____ Listed entries

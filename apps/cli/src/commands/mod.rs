//! # CLI Commands
//!
//! ```text
//! commands/
//! ├── mod.rs      ◄─── You are here (exports)
//! ├── bill.rs     ◄─── Bill form validation (pure, no state)
//! ├── cart.rs     ◄─── Queue cart mutations, optional push
//! ├── queue.rs    ◄─── Inspect, sync, retry and clear the offline queue
//! ├── search.rs   ◄─── Debounced product search
//! ├── session.rs  ◄─── Session snapshot
//! └── watch.rs    ◄─── Probe + auto-sync until Ctrl-C
//! ```
//!
//! Each handler returns a serializable DTO or a [`CliError`](crate::error::CliError);
//! printing is done once in `lib.rs`.

pub mod bill;
pub mod cart;
pub mod queue;
pub mod search;
pub mod session;
pub mod watch;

________

About this exercise: Exact copies of all the records are to be printed.

Task response:
filename apps/cli/src/commands/mod.rs
//! # CLI Commands
//!
//! ```text
//! commands/
//! ├── mod.rs      ◄─── You are here (exports)
//! ├── bill.rs     ◄─── Bill form validation (pure, no state)
//! ├── cart.rs     ◄─── Queue cart mutations, optional push
//! ├── queue.rs    ◄─── Inspect, sync, retry and clear the offline queue
//! ├── search.rs   ◄─── Debounced product search
//! ├── session.rs  ◄─── Session snapshot
//! └── watch.rs    ◄─── Probe + auto-sync until Ctrl-C
//! ```
//!
//! Each handler returns a serializable DTO or a [`CliError`](crate::error::CliError);
//! printing is done once in `lib.rs`.

pub mod bill;
pub mod cart;
pub mod queue;
pub mod search;
pub mod session;
pub mod watch;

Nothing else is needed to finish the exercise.